Other essential characteristics sought by the directors include offering turnkey services, production schedule availability,
capacity, intellectual property protection, and proximity. While a vast majority of the directors consider it an advantage
to be near their contract manufacturers, it is not a major concern for them when choosing a contractor. In general, if all
other characteristics are equal between two contractor, then the proximity of the contractor may be a deciding factor. In
our study, the directors discussed the possibility of outsourcing their biologics production to other world areas, including
outsourcing to Asia.
Changes in Attitude
The industry's attitude toward outsourcing biologics production to contractors located in other world areas, including Asia,
is changing. In 2005, when the directors were asked if they would consider outsourcing to contractors located in other world
areas, out of 49 responses, over half the respondents stated that they would consider it as an option. In our latest study,
80% of the directors stated that they would consider using a contract manufacturer located in Asia. In analyzing these responses,
taking into account sampling error, the results show with 95% confidence that a change in attitude toward outsourcing to other
world areas has occurred over the last two years. This change is significant, but subtle; the manufacturing directors will
not dismiss a contractor from consideration simply because it is located in a different world area (Figure 3).

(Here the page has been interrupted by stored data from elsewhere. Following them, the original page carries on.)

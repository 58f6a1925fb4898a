//! Per-thread dual-lane mailboxes.
//!
//! Each logical thread owns exactly one mailbox with two lanes per side:
//!
//! - The **shared** side (`std` + `priority` lanes) is where producers
//!   enqueue, under one mutex.
//! - The **local** side is the receiver's private buffer, drained from the
//!   shared side in batches so that repeated receive scans do not fight
//!   producers for the lock.
//!
//! Bounded mailboxes apply an [`OnCrowding`] policy to standard messages
//! only; priority and control messages always get through. The crowding
//! check charges producers for messages the receiver has buffered locally
//! via `local_msgs`, a count snapshot the receiver refreshes on each drain,
//! so producers never touch the local lanes.
//!
//! Lanes are `VecDeque`s: append is O(1), batch hand-off is a pointer
//! splice, and the receive scan removes by cursor position.

use core::fmt;
use std::collections::VecDeque;
use std::sync::atomic::{AtomicU64, Ordering};
use std::sync::Arc;
use std::time::{Duration, Instant};

use parking_lot::{Mutex, MutexGuard};

use crate::error::{Error, ErrorKind, Result};
use crate::message::{Message, MessageKind};
use crate::sync::Signal;
use crate::tid::Tid;
use crate::tracing_compat::trace;

static NEXT_MAILBOX_ID: AtomicU64 = AtomicU64::new(1);

/// Policy applied when a standard message meets a full mailbox.
///
/// Only standard messages are subject to crowding; priority and control
/// messages bypass the bound entirely.
#[derive(Clone)]
pub enum OnCrowding {
    /// Block the sender until the receiver makes room.
    Block,
    /// Fail the send with [`ErrorKind::MailboxFull`].
    Fail,
    /// Silently discard the message. Waiting senders are not woken: no
    /// slot opened.
    Drop,
    /// Ask a predicate, called with the crowded mailbox's handle and with
    /// no mailbox lock held: `true` means block, `false` means drop.
    Custom(Arc<dyn Fn(&Tid) -> bool + Send + Sync>),
}

impl fmt::Debug for OnCrowding {
    fn fmt(&self, f: &mut fmt::Formatter<'_>) -> fmt::Result {
        match self {
            Self::Block => f.write_str("Block"),
            Self::Fail => f.write_str("Fail"),
            Self::Drop => f.write_str("Drop"),
            Self::Custom(_) => f.write_str("Custom(..)"),
        }
    }
}

/// Verdict of one dispatch attempt against one message.
pub(crate) enum DispatchOutcome {
    /// The message was accepted and consumed.
    Consumed,
    /// No handler accepted it; the message is handed back intact.
    Rejected(Message),
    /// Dispatch must abort the receive with an error. The message is
    /// consumed (a priority or control message that nothing accepted).
    Failed(Error),
}

/// Producer-visible queue state, guarded by the mailbox mutex.
#[derive(Debug)]
struct Shared {
    std_lane: VecDeque<Message>,
    pty_lane: VecDeque<Message>,
    /// Receiver's buffered standard count, snapshotted at each drain.
    local_msgs: usize,
    /// Producers currently blocked on `not_full`.
    put_queue: usize,
    closed: bool,
    /// 0 = unbounded.
    max_msgs: usize,
    on_crowding: OnCrowding,
}

impl Shared {
    /// Crowding check: counts undrained standard messages plus the
    /// receiver's cached local count.
    fn is_crowded(&self) -> bool {
        self.max_msgs != 0 && self.local_msgs + self.std_lane.len() >= self.max_msgs
    }
}

/// Receiver-private buffers. Only the owning thread touches these; the
/// mutex is uncontended and exists to keep the type `Sync` without
/// unsafe code.
#[derive(Debug, Default)]
struct Local {
    std_lane: VecDeque<Message>,
    pty_lane: VecDeque<Message>,
}

/// A per-thread message store with standard and priority lanes.
#[derive(Debug)]
pub(crate) struct Mailbox {
    id: u64,
    shared: Mutex<Shared>,
    local: Mutex<Local>,
    /// Signaled on every successful enqueue.
    put_signal: Signal,
    /// Signaled (broadcast) when a crowded mailbox gains room.
    not_full: Signal,
}

impl Mailbox {
    pub(crate) fn new(put_signal: Signal, not_full: Signal) -> Self {
        Self {
            id: NEXT_MAILBOX_ID.fetch_add(1, Ordering::Relaxed),
            shared: Mutex::new(Shared {
                std_lane: VecDeque::new(),
                pty_lane: VecDeque::new(),
                local_msgs: 0,
                put_queue: 0,
                closed: false,
                max_msgs: 0,
                on_crowding: OnCrowding::Block,
            }),
            local: Mutex::new(Local::default()),
            put_signal,
            not_full,
        }
    }

    pub(crate) fn id(&self) -> u64 {
        self.id
    }

    pub(crate) fn is_closed(&self) -> bool {
        self.shared.lock().closed
    }

    /// Number of messages enqueued on the shared side and not yet drained.
    ///
    /// A producer-side snapshot; the receiver may hold more locally.
    pub(crate) fn queued_len(&self) -> usize {
        let shared = self.shared.lock();
        shared.std_lane.len() + shared.pty_lane.len()
    }

    /// Updates the capacity bound and crowding policy.
    pub(crate) fn set_max(&self, max_msgs: usize, on_crowding: OnCrowding) {
        let mut shared = self.shared.lock();
        shared.max_msgs = max_msgs;
        shared.on_crowding = on_crowding;
    }

    /// Enqueues a message.
    ///
    /// Priority and control messages always land. Standard messages run
    /// the crowding check and fall back to the configured policy.
    ///
    /// # Errors
    ///
    /// [`ErrorKind::MailboxClosed`] if the mailbox is closed (the message
    /// is discarded), [`ErrorKind::MailboxFull`] under the `Fail` policy.
    pub(crate) fn put(&self, msg: Message, target: &Tid) -> Result<()> {
        let mut shared = self.shared.lock();
        loop {
            if shared.closed {
                return Err(Error::new(ErrorKind::MailboxClosed).with_tid(target.clone()));
            }
            if matches!(msg.kind, MessageKind::Priority) {
                shared.pty_lane.push_back(msg);
                self.put_signal.notify_one();
                return Ok(());
            }
            if msg.is_control() || !shared.is_crowded() {
                shared.std_lane.push_back(msg);
                self.put_signal.notify_one();
                return Ok(());
            }
            match shared.on_crowding.clone() {
                OnCrowding::Fail => {
                    return Err(Error::new(ErrorKind::MailboxFull).with_tid(target.clone()));
                }
                OnCrowding::Drop => return Ok(()),
                OnCrowding::Block => self.block_until_room(&mut shared),
                OnCrowding::Custom(decide) => {
                    let block = MutexGuard::unlocked(&mut shared, || decide(target));
                    if !block {
                        return Ok(());
                    }
                    // The decision was made unlocked; the loop re-checks
                    // crowding (and closure) after the wait.
                    if shared.is_crowded() && !shared.closed {
                        self.block_until_room(&mut shared);
                    }
                }
            }
        }
    }

    fn block_until_room(&self, shared: &mut MutexGuard<'_, Shared>) {
        shared.put_queue += 1;
        self.not_full.wait(shared);
        shared.put_queue -= 1;
    }

    /// Receives one message accepted by `dispatch`.
    ///
    /// Returns `Ok(true)` once a message is consumed, `Ok(false)` when the
    /// timeout expires first. Dispatch runs with no mailbox lock held.
    ///
    /// # Errors
    ///
    /// Propagates [`DispatchOutcome::Failed`], and reports owner
    /// termination when the mailbox itself is closed and drained.
    pub(crate) fn get(
        &self,
        dispatch: &mut dyn FnMut(Message) -> DispatchOutcome,
        timeout: Option<Duration>,
    ) -> Result<bool> {
        let deadline = timeout.map(|t| Instant::now() + t);
        loop {
            if self.scan_local(Lane::Priority, dispatch)? {
                return Ok(true);
            }
            if self.scan_local(Lane::Standard, dispatch)? {
                return Ok(true);
            }

            // Cooperative nudge so a busy receiver cannot starve peers.
            crate::scheduler::yield_now();

            let local_std_len = self.local.lock().std_lane.len();
            let mut shared = self.shared.lock();
            shared.local_msgs = local_std_len;
            while shared.std_lane.is_empty() && shared.pty_lane.is_empty() {
                if shared.closed {
                    return Err(Error::owner_terminated(None));
                }
                if shared.put_queue > 0 && !shared.is_crowded() {
                    self.not_full.notify_all();
                }
                match deadline {
                    None => self.put_signal.wait(&mut shared),
                    Some(at) => {
                        let remaining = at.saturating_duration_since(Instant::now());
                        if remaining.is_zero()
                            || !self.put_signal.wait_for(&mut shared, remaining)
                        {
                            return Ok(false);
                        }
                    }
                }
            }
            let mut arrived = std::mem::take(&mut shared.std_lane);
            let mut arrived_pty = std::mem::take(&mut shared.pty_lane);
            drop(shared);

            if !arrived_pty.is_empty() {
                // Priority first: park the standard batch and loop back to
                // the lane scans.
                let mut local = self.local.lock();
                local.pty_lane.append(&mut arrived_pty);
                local.std_lane.append(&mut arrived);
                continue;
            }

            while let Some(msg) = arrived.pop_front() {
                match dispatch(msg) {
                    DispatchOutcome::Consumed => {
                        self.local.lock().std_lane.append(&mut arrived);
                        return Ok(true);
                    }
                    DispatchOutcome::Rejected(msg) => {
                        self.local.lock().std_lane.push_back(msg);
                    }
                    DispatchOutcome::Failed(err) => {
                        self.local.lock().std_lane.append(&mut arrived);
                        return Err(err);
                    }
                }
            }
            // Nothing matched; the batch is buffered locally. Loop to
            // recompute the remaining timeout and wait again.
        }
    }

    /// Scans one local lane, dispatching each message in order.
    fn scan_local(
        &self,
        lane: Lane,
        dispatch: &mut dyn FnMut(Message) -> DispatchOutcome,
    ) -> Result<bool> {
        let mut idx = 0;
        loop {
            let msg = {
                let mut local = self.local.lock();
                let queue = lane.of(&mut local);
                if idx >= queue.len() {
                    return Ok(false);
                }
                queue.remove(idx).expect("scan index in bounds")
            };
            match dispatch(msg) {
                DispatchOutcome::Consumed => return Ok(true),
                DispatchOutcome::Failed(err) => return Err(err),
                DispatchOutcome::Rejected(msg) => {
                    let mut local = self.local.lock();
                    lane.of(&mut local).insert(idx, msg);
                    idx += 1;
                }
            }
        }
    }

    /// Closes the mailbox.
    ///
    /// Remaining messages are discarded after sweeping both standard lanes
    /// for `LinkDead` notices, which are reported to `on_link_dead` so the
    /// caller can keep its link/owner bookkeeping consistent. All waiters
    /// are woken so blocked producers observe the closure.
    pub(crate) fn close(&self, mut on_link_dead: impl FnMut(&Tid)) {
        let drained: Vec<Message> = {
            let mut shared = self.shared.lock();
            shared.closed = true;
            shared.pty_lane.clear();
            shared.std_lane.drain(..).collect()
        };
        self.put_signal.notify_all();
        self.not_full.notify_all();

        let local_drained: Vec<Message> = {
            let mut local = self.local.lock();
            local.pty_lane.clear();
            local.std_lane.drain(..).collect()
        };
        let mut dead = 0_usize;
        for msg in drained.iter().chain(local_drained.iter()) {
            if matches!(msg.kind, MessageKind::LinkDead) {
                if let Some(tid) = msg.payload.peek::<Tid>() {
                    on_link_dead(tid);
                    dead += 1;
                }
            }
        }
        trace!(
            mailbox = self.id,
            discarded = drained.len() + local_drained.len(),
            link_dead = dead,
            "mailbox closed"
        );
    }
}

/// Local lane selector for the receive scan.
#[derive(Clone, Copy)]
enum Lane {
    Standard,
    Priority,
}

impl Lane {
    fn of<'a>(self, local: &'a mut Local) -> &'a mut VecDeque<Message> {
        match self {
            Self::Standard => &mut local.std_lane,
            Self::Priority => &mut local.pty_lane,
        }
    }
}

Figure 3. As compared to 53% in 2005, 80% of the directors surveyed in 2007 stated that they would consider using a contract
manufacturer located in Asia. The results show with 95% confidence that a change in attitude toward outsourcing to other world
areas has occurred over the last two years.
One of the primary reasons driving this change in attitude is the expected cost savings from using a contractor located in
a low-cost geographic area. Seventy-one percent of the directors who see an advantage in outsourcing to a contractor in Asia
cite cost savings as the primary benefit. Cost savings, however, is not the only benefit that the directors see in working
with a contract manufacturer in Asia. Other benefits mentioned are shorter timelines, availability of capacity, and access
to local markets. An overview of these results is shown in Figure 4.
Figure 4. Potential benefits cited in the survey that motivate the directors to use an Asian contractor.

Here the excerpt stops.